Öğleye kadar dost oldum bir bulutla
O ise
tam öğle zamanı
birdenbire
bıraktı beni
18. CİNAS
Aylardan temmuz, mevsimlerden yazdır
Gel ey peri bana en güzel şiirleri yazdır
Sahilleri gezdim yapayalnız adım adım
Unuttum gitti vallahi, neydi sahi adım
19. ALİTERASYON: Şiirde aynı seslerin tekrar edilmesidir.
Lebler ve güller soldu usul usul
Gelmedin gülistana ey bülbül
-L-
Sisler bulvarında seni kaybettim.
Sokak lambaları öksürüyordu.
Yukarıda bulutlar yürüyordu.
–S,K,R-
Eylülde melul olduğu gönül soldu da lale
Bir kâküle meyletti gönül geldi bu hale
-L-
20. SECİ: Düzyazıda sözcüklerin uyaklı olacak biçimde sıralanmasıdır.
Aşktır gönlü gülşen eden, aşktır içi ve dışı ruşen eden.

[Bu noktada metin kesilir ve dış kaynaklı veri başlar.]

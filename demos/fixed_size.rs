use gpui::{
    div, prelude::*, rgb, App, Application, Context, Entity, Render, Window, WindowOptions,
};
use gpui_video_label::{DisplayMode, Resampling, VideoOptions, VideoView};
use std::path::PathBuf;

struct FixedSizeExample {
    letterboxed: Entity<VideoView>,
    stretched: Entity<VideoView>,
}

impl Render for FixedSizeExample {
    fn render(&mut self, _window: &mut Window, _cx: &mut Context<Self>) -> impl IntoElement {
        div()
            .size_full()
            .bg(rgb(0x151515))
            .flex()
            .gap_4()
            .child(div().w_1_2().h_full().child(self.letterboxed.clone()))
            .child(div().w_1_2().h_full().child(self.stretched.clone()))
    }
}

fn main() {
    env_logger::init();
    let path = std::env::args()
        .nth(1)
        .map(PathBuf::from)
        .unwrap_or_else(|| PathBuf::from(env!("CARGO_MANIFEST_DIR")).join("assets/sample.mp4"));

    Application::new().run(move |cx: &mut App| {
        cx.open_window(WindowOptions::default(), |_, cx| {
            let letterboxed = cx.new(|cx| {
                VideoView::new(
                    VideoOptions {
                        autoplay: Some(true),
                        display_mode: Some(DisplayMode::Scaled { keep_aspect: true }),
                        resampling: Some(Resampling::Triangle),
                        ..VideoOptions::default()
                    },
                    cx,
                )
            });
            let stretched = cx.new(|cx| {
                VideoView::new(
                    VideoOptions {
                        autoplay: Some(true),
                        display_mode: Some(DisplayMode::Fixed {
                            width: 320,
                            height: 320,
                        }),
                        ..VideoOptions::default()
                    },
                    cx,
                )
            });
            for view in [&letterboxed, &stretched] {
                view.update(cx, |view, _| {
                    if let Err(e) = view.player().load_file(&path) {
                        log::error!("Cannot load {}: {}", path.display(), e);
                    }
                });
            }
            cx.new(|_| FixedSizeExample {
                letterboxed,
                stretched,
            })
        })
        .unwrap();
        cx.activate(true);
    });
}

Her aşk davasın eden aşık olmaz ve
her muhabbetten dem vuran sadık olmaz. Aşıkım diyen nam ü nişandan geçer, yetmez deyü
canan için candan geçer.
21. İRSAL-I MESEL: Söylenen bir düşünceyi inandırıcı kılmak ve pekiştirmek amacıyla
söze bir atasözü ya da özdeyiş katmaya irsal-i mesel denir.
Tok olanlar bilemez çektiğini aç kalanın / Sırtı pek kimseye ahval-i şitâ yaz görünür
(Sami) (Ahval-i şitâ : Kış ortamı)
Meseldir, gülşen-i âlemde bir gülle bahar olmaz.
Cihan-ara cihan içredir arayı bilmezler
O mahiler ki derya içredir deryayı bilmezler.